Rethink Clean Installs, Updates, and Reformatting Options for Lion Server
Because the OS X Lion Server installation process is so different, you may have to rethink preconceived notions about clean installs. Conventional wisdom has been that a clean install gets rid of the flotsam and jetsam of configuration files and old settings that accumulate over the years and slow things down.
With Lion, however, Apple encourages upgrade installations and has made it more difficult (though not impossible) to do a clean install by not providing bootable DVDs — or a way for you to make one (aside from unsupported hacks). The reason for Apple’s focus on upgrade installs may be a new generation of installer. Apple has indicated that Lion’s installer is “smarter” than previous installers.
Apple may be right. If you’re upgrading your current Mac OS X Server 10.6 to Lion Server, upgrading on the existing drive may be better than trying to migrate the server settings and data to a clean install of Lion Server using the migration assistant. This is particularly true if your old server is hosting websites or is using MySQL, which is no longer present in Lion.
You can still find good reasons to do a clean install, particularly if you’re not migrating an existing server. And the Lion Server installation process is actually easier if you’re installing onto a blank drive while booted from Mac OS X 10.6 or 10.7 Server.

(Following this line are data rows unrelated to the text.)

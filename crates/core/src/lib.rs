pub mod bounds;
pub mod cloud;
pub mod config;
pub mod error;
pub mod ops;

pub use bounds::{CellKey, GlobalBounds};
pub use cloud::{PointAttributes, PointCloud};
pub use config::{PointserveConfig, PoolsConfig, ServerConfig, WorkersConfig};
pub use error::CoreError;
pub use ops::{Algorithm, Variant};
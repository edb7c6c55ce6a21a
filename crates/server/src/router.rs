//! The per-connection frame state machine.
//!
//! One pending-header slot per connection: a control header arrives as a
//! text frame and waits for the binary frame that carries its point data;
//! the pair becomes one logical request. The machine holds no IO so the
//! pairing rules are testable without sockets.

use pointserve_core::{Algorithm, PointAttributes, PointCloud, Variant};
use protocol::{ControlFrame, ProtocolError, RequestParams};

/// A complete logical request: header plus payload, ready for dispatch.
#[derive(Debug)]
pub struct ClientRequest {
  pub request_id: u64,
  pub params: RequestParams,
  pub variant: Variant,
  pub passthrough: PointAttributes,
  pub points: PointCloud,
}

/// A dropped frame and why. When the violating frame identified a request,
/// the error can be surfaced as that request's failure result; otherwise it
/// is a connection-level error frame.
#[derive(Debug)]
pub struct RouterViolation {
  pub request_id: Option<u64>,
  pub algorithm: Option<Algorithm>,
  pub error: ProtocolError,
}

#[derive(Debug, Default)]
pub struct FrameRouter {
  pending: Option<ControlFrame>,
}

impl FrameRouter {
  pub fn new() -> Self {
    Self::default()
  }

  pub fn has_pending(&self) -> bool {
    self.pending.is_some()
  }

  /// Handle an inbound text frame. Every data operation carries a payload,
  /// so a valid header is always buffered here and dispatch happens on the
  /// following binary frame. Any violation resets the pending slot.
  pub fn on_text(&mut self, text: &str) -> Result<(), RouterViolation> {
    let frame = match ControlFrame::from_json(text) {
      Ok(frame) => frame,
      Err(error) => {
        self.pending = None;
        return Err(RouterViolation {
          request_id: None,
          algorithm: None,
          error,
        });
      }
    };

    if !frame.is_request() {
      self.pending = None;
      return Err(RouterViolation {
        request_id: frame.request_id(),
        algorithm: None,
        error: ProtocolError::NotARequest,
      });
    }

    if self.pending.is_some() {
      // A second header before the first's payload: drop the new frame and
      // reset so the connection can recover.
      self.pending = None;
      return Err(RouterViolation {
        request_id: frame.request_id(),
        algorithm: frame.request_params().map(|p| p.algorithm()),
        error: ProtocolError::DuplicateHeader,
      });
    }

    self.pending = Some(frame);
    Ok(())
  }

  /// Handle an inbound binary frame: joins the buffered header into a
  /// complete request, or reports the orphan.
  pub fn on_binary(&mut self, bytes: &[u8]) -> Result<ClientRequest, RouterViolation> {
    let Some(header) = self.pending.take() else {
      return Err(RouterViolation {
        request_id: None,
        algorithm: None,
        error: ProtocolError::UnexpectedBinary,
      });
    };

    // The pending slot only ever holds request frames.
    let params = match header.request_params() {
      Some(params) => params,
      None => {
        return Err(RouterViolation {
          request_id: header.request_id(),
          algorithm: None,
          error: ProtocolError::NotARequest,
        });
      }
    };
    let request_id = header.request_id().unwrap_or_default();
    let algorithm = params.algorithm();

    let points = match PointCloud::from_le_bytes(bytes) {
      Ok(points) => points,
      Err(_) => {
        return Err(RouterViolation {
          request_id: Some(request_id),
          algorithm: Some(algorithm),
          error: ProtocolError::UnalignedPayload(bytes.len()),
        });
      }
    };

    Ok(ClientRequest {
      request_id,
      params,
      variant: header.variant(),
      passthrough: header.passthrough(),
      points,
    })
  }
}
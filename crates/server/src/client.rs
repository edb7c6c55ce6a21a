//! WebSocket client for the duplex protocol.
//!
//! Speaks the same header/payload pairing as the server: one text frame,
//! one binary frame, then waits for the result tagged with its request id.

use crate::error::ServerError;
use futures_util::{SinkExt, StreamExt};
use pointserve_core::{GlobalBounds, PointAttributes, PointCloud, Variant};
use protocol::ControlFrame;
use tokio::net::TcpStream;
use tokio_tungstenite::tungstenite::Message;
use tokio_tungstenite::{MaybeTlsStream, WebSocketStream, connect_async};

/// A completed operation as seen by the client.
#[derive(Debug)]
pub struct WsResult {
  pub request_id: u64,
  pub points: Vec<f32>,
  pub voxel_count: Option<usize>,
  pub processing_time: Option<f64>,
  pub attributes: PointAttributes,
}

pub struct WsClient {
  ws: WebSocketStream<MaybeTlsStream<TcpStream>>,
  next_id: u64,
}

impl WsClient {
  /// Connect to a server at `host:port`.
  pub async fn connect(addr: &str) -> Result<Self, ServerError> {
    let (ws, _) = connect_async(format!("ws://{addr}")).await?;
    Ok(Self { ws, next_id: 1 })
  }

  fn next_request_id(&mut self) -> u64 {
    let id = self.next_id;
    self.next_id += 1;
    id
  }

  pub async fn downsample(
    &mut self,
    points: &PointCloud,
    voxel_size: f32,
    global_bounds: Option<GlobalBounds>,
    variant: Option<Variant>,
  ) -> Result<WsResult, ServerError> {
    let request_id = self.next_request_id();
    let header = ControlFrame::DownsampleRequest {
      request_id,
      voxel_size,
      global_bounds,
      variant,
    };
    self.request(header, points).await
  }

  pub async fn smooth(
    &mut self,
    points: &PointCloud,
    smoothing_radius: f32,
    iterations: u32,
    attributes: PointAttributes,
    variant: Option<Variant>,
  ) -> Result<WsResult, ServerError> {
    let request_id = self.next_request_id();
    let header = ControlFrame::SmoothRequest {
      request_id,
      smoothing_radius,
      iterations,
      variant,
      colors: attributes.colors,
      intensities: attributes.intensities,
      classifications: attributes.classifications,
    };
    self.request(header, points).await
  }

  pub async fn voxel_debug(
    &mut self,
    points: &PointCloud,
    voxel_size: f32,
    global_bounds: Option<GlobalBounds>,
    variant: Option<Variant>,
  ) -> Result<WsResult, ServerError> {
    let request_id = self.next_request_id();
    let header = ControlFrame::DebugRequest {
      request_id,
      voxel_size,
      global_bounds,
      variant,
    };
    self.request(header, points).await
  }

  /// Send a header + payload pair and await the matching result.
  pub async fn request(&mut self, header: ControlFrame, points: &PointCloud) -> Result<WsResult, ServerError> {
    let request_id = header.request_id().unwrap_or_default();
    self.ws.send(Message::text(header.to_json())).await?;
    self.ws.send(Message::binary(points.to_le_bytes())).await?;
    self.await_result(request_id).await
  }

  /// Send a bare control header without its payload; only useful for
  /// protocol tests.
  pub async fn send_header(&mut self, header: ControlFrame) -> Result<(), ServerError> {
    self.ws.send(Message::text(header.to_json())).await?;
    Ok(())
  }

  /// Send a lone binary frame; only useful for protocol tests.
  pub async fn send_orphan_binary(&mut self, bytes: Vec<u8>) -> Result<(), ServerError> {
    self.ws.send(Message::binary(bytes)).await?;
    Ok(())
  }

  /// Read the next control frame, skipping transport chatter.
  pub async fn next_control(&mut self) -> Result<ControlFrame, ServerError> {
    loop {
      let message = self
        .ws
        .next()
        .await
        .ok_or_else(|| ServerError::UnexpectedFrame("connection closed".to_string()))??;
      match message {
        Message::Text(text) => return Ok(ControlFrame::from_json(text.as_str())?),
        Message::Binary(_) => {
          return Err(ServerError::UnexpectedFrame("binary frame with no pending header".to_string()));
        }
        Message::Ping(_) | Message::Pong(_) | Message::Frame(_) => {}
        Message::Close(_) => {
          return Err(ServerError::UnexpectedFrame("connection closed".to_string()));
        }
      }
    }
  }

  async fn read_payload(&mut self, declared_points: usize) -> Result<Vec<f32>, ServerError> {
    loop {
      let message = self
        .ws
        .next()
        .await
        .ok_or_else(|| ServerError::UnexpectedFrame("connection closed before payload".to_string()))??;
      match message {
        Message::Binary(bytes) => {
          let cloud = PointCloud::from_le_bytes(&bytes)?;
          if cloud.len() != declared_points {
            return Err(ServerError::UnexpectedFrame(format!(
              "payload holds {} points but header declared {declared_points}",
              cloud.len()
            )));
          }
          return Ok(cloud.into_flat());
        }
        Message::Text(text) => {
          return Err(ServerError::UnexpectedFrame(format!(
            "expected binary payload, got control frame: {text}"
          )));
        }
        Message::Ping(_) | Message::Pong(_) | Message::Frame(_) => {}
        Message::Close(_) => {
          return Err(ServerError::UnexpectedFrame("connection closed before payload".to_string()));
        }
      }
    }
  }

  async fn await_result(&mut self, request_id: u64) -> Result<WsResult, ServerError> {
    loop {
      let frame = self.next_control().await?;
      match frame {
        ControlFrame::Error { message, .. } => {
          return Err(ServerError::Operation(message));
        }
        ControlFrame::DownsampleResult {
          request_id: id,
          success,
          voxel_count,
          data_length,
          processing_time,
          error,
        }
        | ControlFrame::DebugResult {
          request_id: id,
          success,
          voxel_count,
          data_length,
          processing_time,
          error,
        } if id == request_id => {
          if !success {
            return Err(ServerError::Operation(error.unwrap_or_else(|| "unknown error".to_string())));
          }
          let declared = data_length.unwrap_or_default();
          let points = self.read_payload(declared).await?;
          return Ok(WsResult {
            request_id,
            points,
            voxel_count,
            processing_time,
            attributes: PointAttributes::default(),
          });
        }
        ControlFrame::SmoothResult {
          request_id: id,
          success,
          data_length,
          processing_time,
          colors,
          intensities,
          classifications,
          error,
        } if id == request_id => {
          if !success {
            return Err(ServerError::Operation(error.unwrap_or_else(|| "unknown error".to_string())));
          }
          let declared = data_length.unwrap_or_default();
          let points = self.read_payload(declared).await?;
          return Ok(WsResult {
            request_id,
            points,
            voxel_count: None,
            processing_time,
            attributes: PointAttributes {
              colors,
              intensities,
              classifications,
            },
          });
        }
        // A result for some other in-flight request; responses may complete
        // out of order. This sequential client just skips it (and its
        // payload, if one follows).
        other => {
          if let Some(declared) = other.declared_payload_points() {
            let _ = self.read_payload(declared).await?;
          }
        }
      }
    }
  }
}
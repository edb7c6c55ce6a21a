//! Service configuration with TOML file loading.
//!
//! All fields have serde defaults so a partial config file (or none at all)
//! yields a runnable service.

use crate::error::CoreError;
use serde::{Deserialize, Serialize};
use std::path::{Path, PathBuf};

#[derive(Debug, Clone, Default, Serialize, Deserialize)]
#[serde(default)]
pub struct PointserveConfig {
  pub server: ServerConfig,
  pub pools: PoolsConfig,
  pub workers: WorkersConfig,
}

#[derive(Debug, Clone, Serialize, Deserialize)]
#[serde(default)]
pub struct ServerConfig {
  /// Persistent duplex (WebSocket) listen address.
  pub ws_addr: String,
  /// Single-shot HTTP listen address.
  pub http_addr: String,
  /// Per-request deadline in seconds. The deadline fires independently of
  /// the worker; a late result is discarded, not delivered.
  pub request_timeout_secs: u64,
}

impl Default for ServerConfig {
  fn default() -> Self {
    Self {
      ws_addr: "127.0.0.1:9400".to_string(),
      http_addr: "127.0.0.1:9401".to_string(),
      request_timeout_secs: 60,
    }
  }
}

#[derive(Debug, Clone, Serialize, Deserialize)]
#[serde(default)]
pub struct PoolsConfig {
  /// Capacity of the pooled native variant, chosen for pipeline-style
  /// concurrent use.
  pub pooled_capacity: usize,
  /// On-demand variants spawn fresh per call; capacity 1 serializes them.
  pub on_demand_capacity: usize,
  pub scripted_capacity: usize,
}

impl Default for PoolsConfig {
  fn default() -> Self {
    Self {
      pooled_capacity: 4,
      on_demand_capacity: 1,
      scripted_capacity: 1,
    }
  }
}

#[derive(Debug, Clone, Serialize, Deserialize)]
#[serde(default)]
pub struct WorkersConfig {
  /// Directory holding the native worker executables. Defaults to the
  /// directory of the running server binary.
  pub bin_dir: Option<PathBuf>,
  /// Interpreter for the scripted variant.
  pub python: String,
  /// Directory holding the scripted workers.
  pub script_dir: PathBuf,
}

impl Default for WorkersConfig {
  fn default() -> Self {
    Self {
      bin_dir: None,
      python: "python3".to_string(),
      script_dir: PathBuf::from("workers"),
    }
  }
}

impl PointserveConfig {
  /// Load from a TOML file.
  pub fn load(path: &Path) -> Result<Self, CoreError> {
    let text = std::fs::read_to_string(path)?;
    Ok(toml::from_str(&text)?)
  }

  /// Load from a file if given, otherwise defaults.
  pub fn load_or_default(path: Option<&Path>) -> Result<Self, CoreError> {
    match path {
      Some(p) => Self::load(p),
      None => Ok(Self::default()),
    }
  }
}

impl WorkersConfig {
  /// Resolve the native worker directory, falling back to the directory of
  /// the current executable.
  pub fn resolved_bin_dir(&self) -> Result<PathBuf, CoreError> {
    if let Some(dir) = &self.bin_dir {
      return Ok(dir.clone());
    }
    let exe = std::env::current_exe()?;
    exe
      .parent()
      .map(Path::to_path_buf)
      .ok_or_else(|| CoreError::Config("executable has no parent directory".to_string()))
  }
}

#[cfg(test)]
mod tests {
  use super::*;

  #[test]
  fn test_defaults() {
    let config = PointserveConfig::default();
    assert_eq!(config.server.ws_addr, "127.0.0.1:9400");
    assert_eq!(config.pools.pooled_capacity, 4);
    assert_eq!(config.workers.python, "python3");
  }

  #[test]
  fn test_partial_toml_fills_defaults() {
    let dir = tempfile::tempdir().unwrap();
    let path = dir.path().join("pointserve.toml");
    std::fs::write(
      &path,
      "[server]\nws_addr = \"0.0.0.0:7000\"\n\n[pools]\npooled_capacity = 8\n",
    )
    .unwrap();

    let config = PointserveConfig::load(&path).unwrap();
    assert_eq!(config.server.ws_addr, "0.0.0.0:7000");
    assert_eq!(config.server.request_timeout_secs, 60);
    assert_eq!(config.pools.pooled_capacity, 8);
    assert_eq!(config.pools.on_demand_capacity, 1);
  }

  #[test]
  fn test_load_or_default_without_path() {
    let config = PointserveConfig::load_or_default(None).unwrap();
    assert_eq!(config.pools.scripted_capacity, 1);
  }
}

It allows you to skip the step of having to go back to the App Store to download the server components, and it further automates configuration by invoking a server setup assistant that can do things like create an Open Directory master and configure DNS.
If you plan on erasing the drive, consider your storage formatting options before installing. You have three:
Use a simple erase.
Divide a drive into multiple partitions.
Use multiple drives together in a software RAID (redundant array of independent disks).